Law minister says Musharraf case judge 'unfit' for any judicial office
December 19, 2019
The Pakistani government is seeking to oust the leader of a three-judge panel that handed a sentence to the country's former President Pervez Musharraf citing a violation of judicial conduct.
According to Law Minister Farogh Naseem, the judge in question, Justice Waqar Ahmad Seth, has breached a code of conduct by issuing an order stipulating that Musharraf's body should hang in public for three days, should he die before the execution of the death sentence.
Naseem emphasised that Seth is unfit to be a judge of "any high court or the Supreme Court".
On Tuesday, a special court convened to try the former president sentenced Musharraf to death, after analysing complaints, records, arguments and facts in the case for three months.
Former President of Pakistan and former military leader General Pervez Musharraf was found guilty of treason in a drawn-out case.

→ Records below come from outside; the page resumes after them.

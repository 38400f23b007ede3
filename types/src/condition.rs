//! Schema support for embedding Kubernetes-shaped `Condition` objects in our
//! CRD statuses. `k8s_openapi::apimachinery::pkg::apis::meta::v1::Condition`
//! does not derive `JsonSchema`, so any field of type `Vec<Condition>` needs a
//! `#[schemars(schema_with = "...")]` hook to describe itself to the CRD
//! schema generator. This mirrors the approach `stackable-operator` uses in
//! its own `conditions` module.

use schemars::{Schema, SchemaGenerator, json_schema};

/// Returns a [`Schema`] describing a list of `io.k8s.apimachinery.../Condition`
/// objects, for use as `#[schemars(schema_with = "condition_list_schema")]` on
/// a `Vec<k8s_openapi::apimachinery::pkg::apis::meta::v1::Condition>` field.
pub fn condition_list_schema(_gen: &mut SchemaGenerator) -> Schema {
    json_schema!({
        "type": "array",
        "x-kubernetes-list-type": "map",
        "x-kubernetes-list-map-keys": ["type"],
        "x-kubernetes-patch-strategy": "merge",
        "x-kubernetes-patch-merge-key": "type",
        "items": {
            "type": "object",
            "properties": {
                "lastTransitionTime": { "format": "date-time", "type": "string" },
                "message": { "type": "string" },
                "observedGeneration": { "format": "int64", "type": "integer" },
                "reason": { "type": "string" },
                "status": {
                    "default": "Unknown",
                    "enum": ["Unknown", "True", "False"],
                    "type": "string"
                },
                "type": {
                    "pattern": "^([A-Za-z0-9][-A-Za-z0-9_.]*)?[A-Za-z0-9]$",
                    "type": "string"
                }
            },
            "required": ["type", "status", "lastTransitionTime", "reason", "message"]
        }
    })
}

/// Builds (or replaces) a condition of the given `type_` in `conditions`,
/// setting `lastTransitionTime` only when the status actually changed.
pub fn set_condition(
    conditions: &mut Vec<k8s_openapi::apimachinery::pkg::apis::meta::v1::Condition>,
    type_: &str,
    status: bool,
    reason: &str,
    message: impl Into<String>,
    observed_generation: Option<i64>,
) {
    use k8s_openapi::apimachinery::pkg::apis::meta::v1::{Condition, Time};
    let status_str = if status { "True" } else { "False" }.to_string();
    let now = Time(chrono::Utc::now());
    if let Some(existing) = conditions.iter_mut().find(|c| c.type_ == type_) {
        if existing.status != status_str {
            existing.last_transition_time = now;
        }
        existing.status = status_str;
        existing.reason = reason.to_string();
        existing.message = message.into();
        existing.observed_generation = observed_generation;
    } else {
        conditions.push(Condition {
            type_: type_.to_string(),
            status: status_str,
            reason: reason.to_string(),
            message: message.into(),
            last_transition_time: now,
            observed_generation,
        });
    }
}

He is currently under self-imposed exile in Dubai seeking medical treatment.
Musharraf seized power from then-Prime Minister Nawaz Sharif through a military coup on 12 October 1999, when the latter reportedly intended to oust him from the post of the army chief.
Musharraf led a military-dominated government as army chief until 2007. He nominated himself as Pakistan’s 10th president on 20 June 2001, and secured himself in that position till 18 August 2008, through a controversial referendum held on 1 May 2002.
He was forced out of office and threatened with impeachment. Musharraf became Pakistan’s first army chief and president to be charged with treason on 31 March 2014, for imposing a state of emergency, in a bid to end challenges to his rule by a hostile judiciary, Islamist militants and political rivals.
The former President pleaded not guilty to five charges and dismissed them as being politically motivated. The trial, however, could not be concluded over the past six years for several reasons.